• TASK:
The answer must consist of every line from the data that holds "clone".

• DATA TO USE:
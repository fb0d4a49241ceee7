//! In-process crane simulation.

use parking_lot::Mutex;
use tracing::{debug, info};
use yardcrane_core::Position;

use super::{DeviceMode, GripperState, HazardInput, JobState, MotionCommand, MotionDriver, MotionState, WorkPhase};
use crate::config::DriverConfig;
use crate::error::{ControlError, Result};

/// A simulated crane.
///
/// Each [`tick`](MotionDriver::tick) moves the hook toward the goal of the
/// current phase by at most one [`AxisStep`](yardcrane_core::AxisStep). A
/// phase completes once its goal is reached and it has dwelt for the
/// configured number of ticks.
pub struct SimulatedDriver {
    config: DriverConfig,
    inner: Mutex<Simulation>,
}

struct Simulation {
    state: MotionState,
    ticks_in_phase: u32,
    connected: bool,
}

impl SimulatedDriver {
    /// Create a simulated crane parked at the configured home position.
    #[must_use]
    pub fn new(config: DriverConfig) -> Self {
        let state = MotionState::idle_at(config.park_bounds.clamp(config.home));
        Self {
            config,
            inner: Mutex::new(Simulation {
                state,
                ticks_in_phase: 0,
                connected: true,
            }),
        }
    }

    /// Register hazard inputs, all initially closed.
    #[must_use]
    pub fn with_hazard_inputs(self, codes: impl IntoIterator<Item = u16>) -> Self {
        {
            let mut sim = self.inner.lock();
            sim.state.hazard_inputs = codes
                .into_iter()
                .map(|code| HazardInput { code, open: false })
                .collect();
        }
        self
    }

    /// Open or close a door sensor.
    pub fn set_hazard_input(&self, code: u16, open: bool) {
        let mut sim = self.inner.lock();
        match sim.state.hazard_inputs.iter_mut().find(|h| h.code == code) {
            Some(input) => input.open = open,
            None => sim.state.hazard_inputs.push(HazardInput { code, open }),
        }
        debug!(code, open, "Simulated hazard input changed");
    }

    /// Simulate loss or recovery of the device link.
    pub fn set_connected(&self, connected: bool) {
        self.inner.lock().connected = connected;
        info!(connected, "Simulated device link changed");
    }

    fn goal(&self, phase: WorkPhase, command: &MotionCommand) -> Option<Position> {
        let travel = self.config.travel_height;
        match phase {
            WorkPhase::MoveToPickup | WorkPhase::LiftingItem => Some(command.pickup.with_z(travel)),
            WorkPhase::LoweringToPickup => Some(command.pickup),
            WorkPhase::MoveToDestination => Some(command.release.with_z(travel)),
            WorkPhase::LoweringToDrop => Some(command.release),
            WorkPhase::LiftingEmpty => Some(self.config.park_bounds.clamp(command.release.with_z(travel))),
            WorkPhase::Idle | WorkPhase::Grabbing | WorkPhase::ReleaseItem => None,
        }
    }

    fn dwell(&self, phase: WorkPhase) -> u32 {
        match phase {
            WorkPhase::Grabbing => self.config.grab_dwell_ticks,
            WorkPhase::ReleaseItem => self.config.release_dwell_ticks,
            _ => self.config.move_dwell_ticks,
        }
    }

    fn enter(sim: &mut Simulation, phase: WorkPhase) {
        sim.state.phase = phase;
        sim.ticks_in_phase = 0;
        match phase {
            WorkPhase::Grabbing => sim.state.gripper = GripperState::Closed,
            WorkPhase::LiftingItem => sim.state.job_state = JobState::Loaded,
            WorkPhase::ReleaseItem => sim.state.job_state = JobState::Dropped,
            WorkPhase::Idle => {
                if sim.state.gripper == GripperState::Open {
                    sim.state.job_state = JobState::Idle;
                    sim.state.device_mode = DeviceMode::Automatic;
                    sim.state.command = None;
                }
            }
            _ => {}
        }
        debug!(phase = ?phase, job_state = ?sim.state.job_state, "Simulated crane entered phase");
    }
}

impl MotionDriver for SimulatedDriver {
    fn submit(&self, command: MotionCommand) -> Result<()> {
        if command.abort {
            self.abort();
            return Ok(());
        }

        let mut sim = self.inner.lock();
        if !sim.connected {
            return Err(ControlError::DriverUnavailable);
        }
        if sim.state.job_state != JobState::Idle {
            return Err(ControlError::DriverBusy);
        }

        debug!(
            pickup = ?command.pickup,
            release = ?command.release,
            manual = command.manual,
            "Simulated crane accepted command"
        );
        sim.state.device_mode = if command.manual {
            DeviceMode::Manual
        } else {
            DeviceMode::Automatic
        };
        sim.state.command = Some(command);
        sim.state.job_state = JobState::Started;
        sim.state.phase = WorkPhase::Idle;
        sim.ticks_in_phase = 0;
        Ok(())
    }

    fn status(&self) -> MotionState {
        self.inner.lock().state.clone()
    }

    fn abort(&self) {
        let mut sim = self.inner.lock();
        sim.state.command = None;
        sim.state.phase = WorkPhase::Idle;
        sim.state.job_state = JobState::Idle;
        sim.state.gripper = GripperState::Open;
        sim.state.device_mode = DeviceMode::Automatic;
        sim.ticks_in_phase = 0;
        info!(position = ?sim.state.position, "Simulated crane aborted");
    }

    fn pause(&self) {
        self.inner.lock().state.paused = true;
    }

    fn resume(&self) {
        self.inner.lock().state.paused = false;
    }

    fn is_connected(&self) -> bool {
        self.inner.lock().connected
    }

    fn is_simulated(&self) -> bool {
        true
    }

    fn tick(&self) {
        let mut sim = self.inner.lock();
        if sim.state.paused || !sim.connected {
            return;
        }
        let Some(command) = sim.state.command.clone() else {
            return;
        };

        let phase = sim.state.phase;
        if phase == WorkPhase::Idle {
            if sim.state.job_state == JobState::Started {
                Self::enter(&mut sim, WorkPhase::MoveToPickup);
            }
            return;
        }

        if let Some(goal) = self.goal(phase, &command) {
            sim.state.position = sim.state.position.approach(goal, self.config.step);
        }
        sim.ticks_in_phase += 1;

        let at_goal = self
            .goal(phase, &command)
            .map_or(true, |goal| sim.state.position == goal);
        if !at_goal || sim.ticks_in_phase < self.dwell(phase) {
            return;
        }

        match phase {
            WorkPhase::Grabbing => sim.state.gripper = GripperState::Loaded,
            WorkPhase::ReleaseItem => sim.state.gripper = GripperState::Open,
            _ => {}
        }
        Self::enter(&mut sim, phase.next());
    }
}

• OUTPUT OF THE TASK:
        self.inner.lock().state.clone()
        let Some(command) = sim.state.command.clone() else {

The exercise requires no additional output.